* _INSTRUCTIONS FOR THE TASK_
Return the records exactly, from the first line through the "use crate::codec::h264::nalu::NaluType;" line.

* _INFORMATION_
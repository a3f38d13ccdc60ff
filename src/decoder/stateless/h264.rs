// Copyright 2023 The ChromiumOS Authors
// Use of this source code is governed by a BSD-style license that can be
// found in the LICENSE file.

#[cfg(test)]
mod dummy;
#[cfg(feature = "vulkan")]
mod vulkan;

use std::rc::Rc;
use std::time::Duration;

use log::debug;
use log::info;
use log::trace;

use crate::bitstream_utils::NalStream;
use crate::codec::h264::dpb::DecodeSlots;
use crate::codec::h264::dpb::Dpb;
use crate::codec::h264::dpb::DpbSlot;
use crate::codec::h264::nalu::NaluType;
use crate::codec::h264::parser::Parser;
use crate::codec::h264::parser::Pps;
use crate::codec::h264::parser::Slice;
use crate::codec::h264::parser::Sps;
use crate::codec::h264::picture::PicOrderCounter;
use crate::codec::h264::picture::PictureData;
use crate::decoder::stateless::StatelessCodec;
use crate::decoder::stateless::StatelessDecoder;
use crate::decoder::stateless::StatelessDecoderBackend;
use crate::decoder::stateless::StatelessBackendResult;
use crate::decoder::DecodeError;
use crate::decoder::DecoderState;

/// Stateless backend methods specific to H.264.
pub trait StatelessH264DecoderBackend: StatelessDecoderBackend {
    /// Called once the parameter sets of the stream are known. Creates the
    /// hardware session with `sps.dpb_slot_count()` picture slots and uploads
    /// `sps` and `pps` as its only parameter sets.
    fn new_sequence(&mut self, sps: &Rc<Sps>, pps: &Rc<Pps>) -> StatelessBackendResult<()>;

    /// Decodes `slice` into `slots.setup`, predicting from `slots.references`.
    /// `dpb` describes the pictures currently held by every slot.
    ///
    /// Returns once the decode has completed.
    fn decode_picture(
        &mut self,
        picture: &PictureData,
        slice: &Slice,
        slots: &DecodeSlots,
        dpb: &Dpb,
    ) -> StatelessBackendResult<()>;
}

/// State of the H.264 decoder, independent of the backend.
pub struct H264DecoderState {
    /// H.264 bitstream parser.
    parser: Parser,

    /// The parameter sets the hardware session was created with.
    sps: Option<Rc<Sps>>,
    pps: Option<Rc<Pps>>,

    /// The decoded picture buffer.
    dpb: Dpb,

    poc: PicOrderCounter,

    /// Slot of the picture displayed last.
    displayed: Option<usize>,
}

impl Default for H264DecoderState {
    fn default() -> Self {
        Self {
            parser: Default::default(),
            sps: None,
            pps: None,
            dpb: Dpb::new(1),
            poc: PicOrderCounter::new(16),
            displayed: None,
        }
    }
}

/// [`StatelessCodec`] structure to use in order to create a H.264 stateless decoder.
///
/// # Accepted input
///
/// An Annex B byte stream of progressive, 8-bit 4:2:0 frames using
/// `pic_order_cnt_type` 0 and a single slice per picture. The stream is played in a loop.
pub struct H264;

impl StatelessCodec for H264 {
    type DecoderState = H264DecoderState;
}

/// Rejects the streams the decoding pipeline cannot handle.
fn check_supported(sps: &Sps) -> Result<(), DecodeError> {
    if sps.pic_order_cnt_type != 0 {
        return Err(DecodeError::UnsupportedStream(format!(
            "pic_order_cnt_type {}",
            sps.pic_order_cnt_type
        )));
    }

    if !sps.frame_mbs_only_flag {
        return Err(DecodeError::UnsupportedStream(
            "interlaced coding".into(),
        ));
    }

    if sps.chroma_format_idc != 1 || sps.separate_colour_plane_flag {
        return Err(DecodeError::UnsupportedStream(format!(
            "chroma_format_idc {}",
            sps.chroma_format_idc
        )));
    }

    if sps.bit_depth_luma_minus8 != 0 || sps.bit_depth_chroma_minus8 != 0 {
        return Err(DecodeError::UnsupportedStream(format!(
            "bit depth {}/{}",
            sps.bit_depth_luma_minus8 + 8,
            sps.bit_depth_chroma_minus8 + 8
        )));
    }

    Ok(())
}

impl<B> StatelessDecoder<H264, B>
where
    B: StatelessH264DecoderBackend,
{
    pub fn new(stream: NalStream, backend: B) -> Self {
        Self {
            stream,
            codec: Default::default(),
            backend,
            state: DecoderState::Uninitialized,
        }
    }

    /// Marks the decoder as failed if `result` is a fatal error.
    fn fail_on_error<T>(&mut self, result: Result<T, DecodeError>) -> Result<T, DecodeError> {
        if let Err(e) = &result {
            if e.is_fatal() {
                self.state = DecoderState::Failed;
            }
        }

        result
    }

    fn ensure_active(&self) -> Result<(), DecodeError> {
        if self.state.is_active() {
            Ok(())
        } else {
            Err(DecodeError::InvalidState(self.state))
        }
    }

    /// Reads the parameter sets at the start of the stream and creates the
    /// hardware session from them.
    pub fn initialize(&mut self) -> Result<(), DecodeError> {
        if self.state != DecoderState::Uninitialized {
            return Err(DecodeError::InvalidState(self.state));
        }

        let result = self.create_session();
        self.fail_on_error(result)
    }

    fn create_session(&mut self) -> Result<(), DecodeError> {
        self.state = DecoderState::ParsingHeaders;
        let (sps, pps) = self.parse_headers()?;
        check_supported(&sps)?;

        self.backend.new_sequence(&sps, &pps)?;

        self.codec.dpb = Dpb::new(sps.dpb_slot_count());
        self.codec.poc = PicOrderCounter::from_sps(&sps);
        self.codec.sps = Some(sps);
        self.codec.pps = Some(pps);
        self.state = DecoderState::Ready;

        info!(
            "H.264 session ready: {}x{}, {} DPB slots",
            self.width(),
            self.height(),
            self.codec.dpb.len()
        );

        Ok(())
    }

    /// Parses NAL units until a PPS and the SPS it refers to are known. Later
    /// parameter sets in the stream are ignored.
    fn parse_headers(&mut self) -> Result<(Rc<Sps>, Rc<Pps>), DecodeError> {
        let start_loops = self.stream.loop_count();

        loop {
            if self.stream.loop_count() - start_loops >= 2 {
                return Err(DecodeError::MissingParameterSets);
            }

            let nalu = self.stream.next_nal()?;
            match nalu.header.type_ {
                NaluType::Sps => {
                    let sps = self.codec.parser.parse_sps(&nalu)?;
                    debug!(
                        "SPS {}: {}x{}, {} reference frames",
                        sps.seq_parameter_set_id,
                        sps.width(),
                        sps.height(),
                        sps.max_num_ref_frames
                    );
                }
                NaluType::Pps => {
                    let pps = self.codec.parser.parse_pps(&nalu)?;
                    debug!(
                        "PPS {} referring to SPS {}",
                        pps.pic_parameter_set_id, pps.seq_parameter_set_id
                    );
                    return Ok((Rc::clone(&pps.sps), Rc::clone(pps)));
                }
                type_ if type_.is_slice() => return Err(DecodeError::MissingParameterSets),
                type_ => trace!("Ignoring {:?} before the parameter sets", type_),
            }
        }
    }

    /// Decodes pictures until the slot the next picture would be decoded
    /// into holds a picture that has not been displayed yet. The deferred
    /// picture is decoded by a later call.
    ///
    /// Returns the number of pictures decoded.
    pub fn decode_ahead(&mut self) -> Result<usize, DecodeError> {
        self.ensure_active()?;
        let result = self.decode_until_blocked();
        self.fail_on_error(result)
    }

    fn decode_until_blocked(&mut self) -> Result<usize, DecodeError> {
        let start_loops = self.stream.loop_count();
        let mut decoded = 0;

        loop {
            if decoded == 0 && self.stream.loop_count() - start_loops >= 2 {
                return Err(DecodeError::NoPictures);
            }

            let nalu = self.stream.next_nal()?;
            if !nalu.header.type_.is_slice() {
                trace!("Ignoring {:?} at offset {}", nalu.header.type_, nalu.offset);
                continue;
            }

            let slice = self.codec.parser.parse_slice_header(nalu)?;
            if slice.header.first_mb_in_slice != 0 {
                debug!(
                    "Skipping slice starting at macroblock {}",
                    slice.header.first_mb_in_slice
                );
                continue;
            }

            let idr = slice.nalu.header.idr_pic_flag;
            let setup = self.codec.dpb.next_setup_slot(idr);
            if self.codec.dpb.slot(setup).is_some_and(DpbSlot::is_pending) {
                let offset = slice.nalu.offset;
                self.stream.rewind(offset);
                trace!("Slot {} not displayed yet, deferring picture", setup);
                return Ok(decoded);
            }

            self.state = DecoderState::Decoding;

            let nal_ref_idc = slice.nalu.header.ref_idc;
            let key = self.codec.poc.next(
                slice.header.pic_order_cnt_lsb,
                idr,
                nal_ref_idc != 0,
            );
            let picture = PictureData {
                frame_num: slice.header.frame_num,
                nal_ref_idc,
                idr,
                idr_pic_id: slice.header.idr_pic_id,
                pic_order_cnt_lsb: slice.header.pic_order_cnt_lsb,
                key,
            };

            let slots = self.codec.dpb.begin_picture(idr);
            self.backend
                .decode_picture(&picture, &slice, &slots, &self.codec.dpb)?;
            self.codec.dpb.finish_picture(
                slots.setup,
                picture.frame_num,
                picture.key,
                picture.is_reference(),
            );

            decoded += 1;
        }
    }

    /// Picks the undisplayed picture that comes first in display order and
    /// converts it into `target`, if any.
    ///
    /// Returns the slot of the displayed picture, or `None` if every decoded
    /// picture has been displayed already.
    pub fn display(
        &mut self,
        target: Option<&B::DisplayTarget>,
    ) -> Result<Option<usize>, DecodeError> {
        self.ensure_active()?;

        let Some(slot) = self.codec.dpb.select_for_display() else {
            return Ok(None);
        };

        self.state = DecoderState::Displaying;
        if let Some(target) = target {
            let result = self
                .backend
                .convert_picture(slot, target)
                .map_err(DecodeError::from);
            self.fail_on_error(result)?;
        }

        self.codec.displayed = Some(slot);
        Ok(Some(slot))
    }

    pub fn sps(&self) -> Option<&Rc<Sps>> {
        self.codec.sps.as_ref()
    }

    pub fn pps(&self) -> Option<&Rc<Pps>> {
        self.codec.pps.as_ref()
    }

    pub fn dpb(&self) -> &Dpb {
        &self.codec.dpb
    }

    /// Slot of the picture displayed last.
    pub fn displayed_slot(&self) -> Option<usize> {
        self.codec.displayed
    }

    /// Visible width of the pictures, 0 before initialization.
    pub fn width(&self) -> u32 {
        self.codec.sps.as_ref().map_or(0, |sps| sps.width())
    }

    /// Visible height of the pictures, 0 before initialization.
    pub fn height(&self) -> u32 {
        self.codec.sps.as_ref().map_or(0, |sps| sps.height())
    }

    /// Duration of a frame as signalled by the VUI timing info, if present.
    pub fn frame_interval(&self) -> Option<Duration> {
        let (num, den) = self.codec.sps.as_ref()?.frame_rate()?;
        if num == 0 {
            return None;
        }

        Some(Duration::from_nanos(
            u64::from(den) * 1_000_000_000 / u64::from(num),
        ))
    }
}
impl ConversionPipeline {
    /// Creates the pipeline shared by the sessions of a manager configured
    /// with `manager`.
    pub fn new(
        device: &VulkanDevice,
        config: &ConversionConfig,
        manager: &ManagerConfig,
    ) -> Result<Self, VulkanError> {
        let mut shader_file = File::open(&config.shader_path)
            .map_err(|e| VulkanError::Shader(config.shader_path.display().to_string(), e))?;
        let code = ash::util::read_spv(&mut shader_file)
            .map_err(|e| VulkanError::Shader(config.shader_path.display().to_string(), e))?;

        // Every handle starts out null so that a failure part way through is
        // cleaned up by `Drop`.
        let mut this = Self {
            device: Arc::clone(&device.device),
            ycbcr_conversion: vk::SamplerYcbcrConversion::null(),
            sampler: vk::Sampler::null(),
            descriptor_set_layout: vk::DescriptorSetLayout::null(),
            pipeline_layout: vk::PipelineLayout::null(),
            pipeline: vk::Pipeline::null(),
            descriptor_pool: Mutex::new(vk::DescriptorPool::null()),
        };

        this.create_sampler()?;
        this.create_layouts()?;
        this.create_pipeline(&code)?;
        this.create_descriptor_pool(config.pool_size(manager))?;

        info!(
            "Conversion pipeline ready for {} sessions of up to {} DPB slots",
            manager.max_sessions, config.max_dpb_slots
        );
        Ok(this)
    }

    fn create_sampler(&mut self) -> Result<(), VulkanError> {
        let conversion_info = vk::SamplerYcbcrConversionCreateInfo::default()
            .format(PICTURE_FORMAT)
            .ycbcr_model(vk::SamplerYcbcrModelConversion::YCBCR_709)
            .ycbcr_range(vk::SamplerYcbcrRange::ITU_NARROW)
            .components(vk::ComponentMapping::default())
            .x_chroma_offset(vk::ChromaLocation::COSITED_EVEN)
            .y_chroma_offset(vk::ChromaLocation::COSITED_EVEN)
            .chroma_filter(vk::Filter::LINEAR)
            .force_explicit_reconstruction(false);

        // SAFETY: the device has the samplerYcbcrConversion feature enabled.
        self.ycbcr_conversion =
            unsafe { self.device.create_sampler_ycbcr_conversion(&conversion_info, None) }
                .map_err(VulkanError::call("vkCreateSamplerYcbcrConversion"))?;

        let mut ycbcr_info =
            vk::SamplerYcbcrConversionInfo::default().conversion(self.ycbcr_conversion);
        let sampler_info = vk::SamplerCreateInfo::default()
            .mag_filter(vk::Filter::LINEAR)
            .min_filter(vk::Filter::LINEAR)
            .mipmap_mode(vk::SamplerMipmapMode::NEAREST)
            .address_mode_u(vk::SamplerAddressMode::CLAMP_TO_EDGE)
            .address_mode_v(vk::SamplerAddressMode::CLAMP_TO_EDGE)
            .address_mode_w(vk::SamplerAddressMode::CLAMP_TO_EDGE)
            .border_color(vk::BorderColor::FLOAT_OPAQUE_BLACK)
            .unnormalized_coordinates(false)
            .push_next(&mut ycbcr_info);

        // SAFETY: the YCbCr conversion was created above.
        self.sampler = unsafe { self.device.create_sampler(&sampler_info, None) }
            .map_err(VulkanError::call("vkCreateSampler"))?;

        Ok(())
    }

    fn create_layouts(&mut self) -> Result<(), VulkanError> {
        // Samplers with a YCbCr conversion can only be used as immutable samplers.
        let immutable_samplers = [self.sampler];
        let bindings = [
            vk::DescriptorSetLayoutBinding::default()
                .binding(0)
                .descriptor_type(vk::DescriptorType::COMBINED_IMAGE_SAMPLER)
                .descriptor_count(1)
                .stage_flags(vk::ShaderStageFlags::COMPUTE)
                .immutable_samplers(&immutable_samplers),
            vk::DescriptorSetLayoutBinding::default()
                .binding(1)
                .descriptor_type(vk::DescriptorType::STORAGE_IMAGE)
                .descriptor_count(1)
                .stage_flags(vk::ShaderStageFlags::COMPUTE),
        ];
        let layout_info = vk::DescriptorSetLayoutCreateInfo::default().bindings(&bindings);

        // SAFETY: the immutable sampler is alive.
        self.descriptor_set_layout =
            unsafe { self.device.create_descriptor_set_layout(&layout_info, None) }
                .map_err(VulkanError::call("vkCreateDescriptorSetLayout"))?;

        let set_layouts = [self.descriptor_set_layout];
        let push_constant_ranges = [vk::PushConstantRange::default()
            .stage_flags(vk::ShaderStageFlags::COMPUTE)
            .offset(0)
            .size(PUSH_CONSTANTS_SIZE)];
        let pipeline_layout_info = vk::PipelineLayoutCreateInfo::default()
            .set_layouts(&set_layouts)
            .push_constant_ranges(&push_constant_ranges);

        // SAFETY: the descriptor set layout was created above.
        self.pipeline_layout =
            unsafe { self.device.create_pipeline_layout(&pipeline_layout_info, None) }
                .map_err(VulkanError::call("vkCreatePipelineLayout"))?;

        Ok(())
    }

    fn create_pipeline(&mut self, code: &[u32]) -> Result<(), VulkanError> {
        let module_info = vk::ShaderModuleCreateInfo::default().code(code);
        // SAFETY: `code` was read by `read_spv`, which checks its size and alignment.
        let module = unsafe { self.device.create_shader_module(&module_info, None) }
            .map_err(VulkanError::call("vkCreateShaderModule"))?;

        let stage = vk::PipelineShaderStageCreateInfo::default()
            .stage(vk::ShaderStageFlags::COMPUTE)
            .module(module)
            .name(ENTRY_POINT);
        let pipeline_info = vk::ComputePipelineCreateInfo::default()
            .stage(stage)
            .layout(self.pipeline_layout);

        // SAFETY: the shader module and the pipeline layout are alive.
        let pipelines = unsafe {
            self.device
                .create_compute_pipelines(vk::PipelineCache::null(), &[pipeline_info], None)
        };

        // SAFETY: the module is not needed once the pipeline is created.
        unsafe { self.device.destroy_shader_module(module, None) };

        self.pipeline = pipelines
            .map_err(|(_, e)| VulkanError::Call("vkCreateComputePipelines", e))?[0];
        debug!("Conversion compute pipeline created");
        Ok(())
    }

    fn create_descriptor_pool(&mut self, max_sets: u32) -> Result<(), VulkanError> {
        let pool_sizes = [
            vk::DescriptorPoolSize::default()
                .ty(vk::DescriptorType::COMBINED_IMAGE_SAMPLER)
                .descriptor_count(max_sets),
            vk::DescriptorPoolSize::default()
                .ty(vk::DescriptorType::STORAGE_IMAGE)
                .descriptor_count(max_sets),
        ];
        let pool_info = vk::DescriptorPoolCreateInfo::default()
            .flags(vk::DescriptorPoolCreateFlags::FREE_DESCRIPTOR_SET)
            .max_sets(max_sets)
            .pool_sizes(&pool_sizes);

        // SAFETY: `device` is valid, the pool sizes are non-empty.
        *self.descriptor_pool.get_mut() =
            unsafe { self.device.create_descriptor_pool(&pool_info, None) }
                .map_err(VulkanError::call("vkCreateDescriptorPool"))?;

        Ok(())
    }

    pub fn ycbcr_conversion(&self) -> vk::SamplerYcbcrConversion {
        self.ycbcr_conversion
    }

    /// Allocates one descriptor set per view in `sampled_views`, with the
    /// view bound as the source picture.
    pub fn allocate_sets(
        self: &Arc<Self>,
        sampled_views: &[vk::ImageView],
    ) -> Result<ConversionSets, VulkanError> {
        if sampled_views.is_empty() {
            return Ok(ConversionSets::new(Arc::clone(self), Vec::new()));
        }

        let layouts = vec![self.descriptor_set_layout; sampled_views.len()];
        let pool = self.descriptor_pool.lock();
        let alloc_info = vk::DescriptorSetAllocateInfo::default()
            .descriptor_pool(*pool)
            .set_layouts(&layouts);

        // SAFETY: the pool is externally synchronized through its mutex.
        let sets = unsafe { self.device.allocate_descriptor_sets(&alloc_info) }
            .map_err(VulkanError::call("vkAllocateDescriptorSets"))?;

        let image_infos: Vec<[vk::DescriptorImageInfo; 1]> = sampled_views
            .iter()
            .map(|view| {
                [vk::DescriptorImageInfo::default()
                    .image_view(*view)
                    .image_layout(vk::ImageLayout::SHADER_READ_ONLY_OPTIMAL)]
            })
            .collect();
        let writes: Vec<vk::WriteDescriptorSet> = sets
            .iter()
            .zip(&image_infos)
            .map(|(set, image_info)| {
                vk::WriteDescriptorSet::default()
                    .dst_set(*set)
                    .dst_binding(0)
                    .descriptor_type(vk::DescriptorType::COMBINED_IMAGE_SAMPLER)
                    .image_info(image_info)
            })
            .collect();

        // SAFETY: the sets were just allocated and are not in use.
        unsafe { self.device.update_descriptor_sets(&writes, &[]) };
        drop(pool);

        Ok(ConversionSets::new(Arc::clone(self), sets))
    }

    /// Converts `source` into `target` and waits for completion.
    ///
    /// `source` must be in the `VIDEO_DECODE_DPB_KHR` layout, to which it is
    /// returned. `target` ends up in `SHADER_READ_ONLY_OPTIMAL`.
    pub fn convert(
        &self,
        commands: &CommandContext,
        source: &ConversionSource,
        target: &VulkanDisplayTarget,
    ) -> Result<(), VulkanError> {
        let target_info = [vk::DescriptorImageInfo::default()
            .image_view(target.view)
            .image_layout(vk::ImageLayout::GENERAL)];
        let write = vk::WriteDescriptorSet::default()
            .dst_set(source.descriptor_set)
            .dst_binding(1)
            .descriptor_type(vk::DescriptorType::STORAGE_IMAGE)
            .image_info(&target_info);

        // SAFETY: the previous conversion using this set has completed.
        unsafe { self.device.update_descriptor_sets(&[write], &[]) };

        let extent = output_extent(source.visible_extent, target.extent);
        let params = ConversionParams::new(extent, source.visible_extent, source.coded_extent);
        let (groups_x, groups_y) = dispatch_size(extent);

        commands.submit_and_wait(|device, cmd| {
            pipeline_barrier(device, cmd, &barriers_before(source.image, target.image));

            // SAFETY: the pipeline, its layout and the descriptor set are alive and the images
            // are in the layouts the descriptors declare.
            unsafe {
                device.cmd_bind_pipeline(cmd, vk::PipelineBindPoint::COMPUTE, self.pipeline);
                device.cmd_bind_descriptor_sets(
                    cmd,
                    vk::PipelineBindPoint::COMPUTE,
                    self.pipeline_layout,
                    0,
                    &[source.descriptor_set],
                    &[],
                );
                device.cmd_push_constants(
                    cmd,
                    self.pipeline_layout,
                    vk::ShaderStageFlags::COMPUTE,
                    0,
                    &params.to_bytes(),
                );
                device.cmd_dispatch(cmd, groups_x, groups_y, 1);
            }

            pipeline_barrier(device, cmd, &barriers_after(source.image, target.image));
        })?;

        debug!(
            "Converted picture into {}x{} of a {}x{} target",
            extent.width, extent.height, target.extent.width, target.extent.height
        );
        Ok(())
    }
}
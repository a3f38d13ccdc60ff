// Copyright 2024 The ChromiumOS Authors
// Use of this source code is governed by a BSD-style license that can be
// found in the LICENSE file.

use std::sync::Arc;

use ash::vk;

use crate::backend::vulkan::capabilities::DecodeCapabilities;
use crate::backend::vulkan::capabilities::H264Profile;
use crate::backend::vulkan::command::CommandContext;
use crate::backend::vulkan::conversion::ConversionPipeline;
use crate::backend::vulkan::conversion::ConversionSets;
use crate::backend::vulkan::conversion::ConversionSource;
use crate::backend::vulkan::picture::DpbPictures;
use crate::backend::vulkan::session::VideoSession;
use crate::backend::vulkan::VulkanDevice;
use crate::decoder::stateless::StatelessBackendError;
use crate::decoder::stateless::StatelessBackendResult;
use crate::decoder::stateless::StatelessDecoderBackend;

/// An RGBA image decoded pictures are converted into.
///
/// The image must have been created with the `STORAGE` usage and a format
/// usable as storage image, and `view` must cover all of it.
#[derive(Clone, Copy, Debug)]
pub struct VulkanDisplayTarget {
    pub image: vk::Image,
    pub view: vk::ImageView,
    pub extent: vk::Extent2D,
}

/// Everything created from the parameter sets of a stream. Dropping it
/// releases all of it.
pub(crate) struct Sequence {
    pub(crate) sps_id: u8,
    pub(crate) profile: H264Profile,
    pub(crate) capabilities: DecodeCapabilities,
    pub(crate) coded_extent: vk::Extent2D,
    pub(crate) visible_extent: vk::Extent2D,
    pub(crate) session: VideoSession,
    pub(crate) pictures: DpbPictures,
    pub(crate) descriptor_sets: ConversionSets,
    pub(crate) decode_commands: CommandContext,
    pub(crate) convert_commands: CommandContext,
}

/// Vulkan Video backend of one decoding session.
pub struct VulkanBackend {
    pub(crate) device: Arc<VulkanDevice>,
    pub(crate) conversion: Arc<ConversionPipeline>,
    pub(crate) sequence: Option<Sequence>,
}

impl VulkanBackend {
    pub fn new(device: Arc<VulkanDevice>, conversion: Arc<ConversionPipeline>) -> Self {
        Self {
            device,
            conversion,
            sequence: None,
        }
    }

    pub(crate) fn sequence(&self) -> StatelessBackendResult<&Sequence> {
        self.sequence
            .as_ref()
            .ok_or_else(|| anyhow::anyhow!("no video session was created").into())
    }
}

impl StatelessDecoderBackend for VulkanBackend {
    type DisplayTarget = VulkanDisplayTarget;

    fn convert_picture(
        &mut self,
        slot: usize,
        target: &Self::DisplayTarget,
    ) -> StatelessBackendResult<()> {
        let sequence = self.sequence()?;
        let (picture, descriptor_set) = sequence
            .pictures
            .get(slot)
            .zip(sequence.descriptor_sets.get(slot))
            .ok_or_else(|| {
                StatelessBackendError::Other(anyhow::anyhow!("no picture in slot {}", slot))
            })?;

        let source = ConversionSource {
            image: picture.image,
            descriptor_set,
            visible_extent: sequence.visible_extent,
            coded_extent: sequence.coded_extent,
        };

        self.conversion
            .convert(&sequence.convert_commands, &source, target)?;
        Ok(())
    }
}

* _PROBLEM SOLUTION_
repository a3f38d13ccdc60ff
filename src/decoder/stateless/h264.rs
// Copyright 2023 The ChromiumOS Authors
// Use of this source code is governed by a BSD-style license that can be
// found in the LICENSE file.

#[cfg(test)]
mod dummy;
#[cfg(feature = "vulkan")]
mod vulkan;

use std::rc::Rc;
use std::time::Duration;

use log::debug;
use log::info;
use log::trace;

use crate::bitstream_utils::NalStream;
use crate::codec::h264::dpb::DecodeSlots;
use crate::codec::h264::dpb::Dpb;
use crate::codec::h264::dpb::DpbSlot;
use crate::codec::h264::nalu::NaluType;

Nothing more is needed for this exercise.